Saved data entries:

━━━━━━━━━━━━━━━━━━━━

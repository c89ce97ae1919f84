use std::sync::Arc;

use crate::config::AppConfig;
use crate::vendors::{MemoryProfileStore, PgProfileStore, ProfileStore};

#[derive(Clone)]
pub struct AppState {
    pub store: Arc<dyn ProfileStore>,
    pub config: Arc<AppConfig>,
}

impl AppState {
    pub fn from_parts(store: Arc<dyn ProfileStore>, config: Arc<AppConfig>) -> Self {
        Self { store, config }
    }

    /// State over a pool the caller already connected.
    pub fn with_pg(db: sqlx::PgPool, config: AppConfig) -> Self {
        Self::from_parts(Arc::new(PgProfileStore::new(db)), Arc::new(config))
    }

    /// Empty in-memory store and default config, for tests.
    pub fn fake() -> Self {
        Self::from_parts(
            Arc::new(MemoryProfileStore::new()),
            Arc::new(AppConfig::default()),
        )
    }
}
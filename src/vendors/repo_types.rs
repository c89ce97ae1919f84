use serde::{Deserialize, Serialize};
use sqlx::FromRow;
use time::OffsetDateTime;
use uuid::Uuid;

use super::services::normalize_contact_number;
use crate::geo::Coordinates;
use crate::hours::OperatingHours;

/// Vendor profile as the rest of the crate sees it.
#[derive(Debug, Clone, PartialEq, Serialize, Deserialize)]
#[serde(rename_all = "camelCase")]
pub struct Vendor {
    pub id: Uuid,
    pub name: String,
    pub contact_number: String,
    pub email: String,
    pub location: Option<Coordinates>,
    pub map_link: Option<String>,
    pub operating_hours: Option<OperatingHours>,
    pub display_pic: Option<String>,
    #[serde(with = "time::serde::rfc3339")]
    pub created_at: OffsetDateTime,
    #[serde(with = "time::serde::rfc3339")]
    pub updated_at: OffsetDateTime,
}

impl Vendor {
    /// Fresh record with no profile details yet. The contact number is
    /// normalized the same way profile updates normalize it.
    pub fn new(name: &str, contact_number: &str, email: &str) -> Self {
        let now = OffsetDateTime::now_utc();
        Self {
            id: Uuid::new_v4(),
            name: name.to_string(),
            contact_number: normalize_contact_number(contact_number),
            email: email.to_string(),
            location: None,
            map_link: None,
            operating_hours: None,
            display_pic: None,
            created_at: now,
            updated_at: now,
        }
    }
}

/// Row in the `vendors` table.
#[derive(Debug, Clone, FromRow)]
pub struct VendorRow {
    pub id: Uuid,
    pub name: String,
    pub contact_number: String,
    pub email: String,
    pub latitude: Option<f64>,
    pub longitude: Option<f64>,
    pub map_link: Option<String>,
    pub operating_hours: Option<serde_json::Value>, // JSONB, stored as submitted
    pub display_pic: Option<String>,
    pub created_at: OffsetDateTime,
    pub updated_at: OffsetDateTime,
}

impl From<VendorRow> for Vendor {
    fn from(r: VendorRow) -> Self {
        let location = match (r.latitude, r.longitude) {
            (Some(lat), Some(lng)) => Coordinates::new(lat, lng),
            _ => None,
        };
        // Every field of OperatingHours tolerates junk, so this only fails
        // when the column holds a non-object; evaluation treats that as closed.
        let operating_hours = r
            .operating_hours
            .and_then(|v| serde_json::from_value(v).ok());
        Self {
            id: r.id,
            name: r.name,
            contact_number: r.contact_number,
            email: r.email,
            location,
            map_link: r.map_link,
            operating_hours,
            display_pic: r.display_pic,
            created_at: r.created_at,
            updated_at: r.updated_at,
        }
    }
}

━━━━━━━━━━━━━━━━━━━━

• Goal of the exercise:
Track down every line in the entries that includes the string "default", and copy it.

• Task answer:
    /// Empty in-memory store and default config, for tests.
            Arc::new(AppConfig::default()),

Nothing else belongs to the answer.